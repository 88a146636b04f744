// Copyright (c) Facebook, Inc. and its affiliates.
//
// This source code is licensed under the MIT license found in the
// LICENSE file in the root directory of this source tree.

//! This crate contains the symbolic building blocks used to describe polynomial constraints of a
//! PLONK-style arithmetization.
//!
//! A PLONK execution trace is a table of columns. Every column has a role: it may hold witness
//! values, public inputs, fixed constants or selectors. Constraints are polynomials over cells
//! of this table, and a cell is named by a [Variable]: a column index, a column role and a row
//! offset (a *rotation*) which is interpreted either relative to the row currently being
//! constrained or as an absolute row number.
//!
//! Variables are combined into polynomials in two steps:
//!
//! * A [Term] is a monomial `c * v^p` over a single variable `v`.
//! * An [Expression] is a tree of terms and constants combined via addition, subtraction,
//!   multiplication and negation.
//!
//! All of these are immutable values: every operator returns a new value and never mutates its
//! operands. Operators accept any mix of variables, terms and expressions, behaving as if the
//! narrower operand was first promoted to the wider type. For example:
//!
//! ```
//! use math::{fields::f64::BaseElement, FieldElement};
//! use plonk_air::{ColumnType, Expression, Variable};
//!
//! let a = Variable::<BaseElement>::new(0, 0);
//! let b = Variable::<BaseElement>::new(1, 0);
//! let s = Variable::<BaseElement>::with_column_type(2, 0, ColumnType::Selector);
//!
//! let constraint: Expression<BaseElement> = a * b + s;
//! let result = constraint.evaluate(|v| match v.index() {
//!     0 => BaseElement::from(2u32),
//!     1 => BaseElement::from(3u32),
//!     _ => BaseElement::ONE,
//! });
//! assert_eq!(BaseElement::from(7u32), result);
//! ```
//!
//! Evaluating constraints against an actual execution trace, compiling them into gates, and
//! committing to the resulting polynomials are left to the constraint system which consumes
//! these expressions.

#![no_std]

#[macro_use]
extern crate alloc;

#[cfg(test)]
extern crate std;

mod column;
pub use column::{AddressingMode, ColumnType};

mod variable;
pub use variable::{Variable, VariableWithoutRotation};

mod term;
pub use term::Term;

mod expression;
pub use expression::{Expression, IntoExpression};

■ Your task: Using the records above, gather all lines where the string "expressions" is present.

■ Response below:
//! operands. Operators accept any mix of variables, terms and expressions, behaving as if the
//! these expressions.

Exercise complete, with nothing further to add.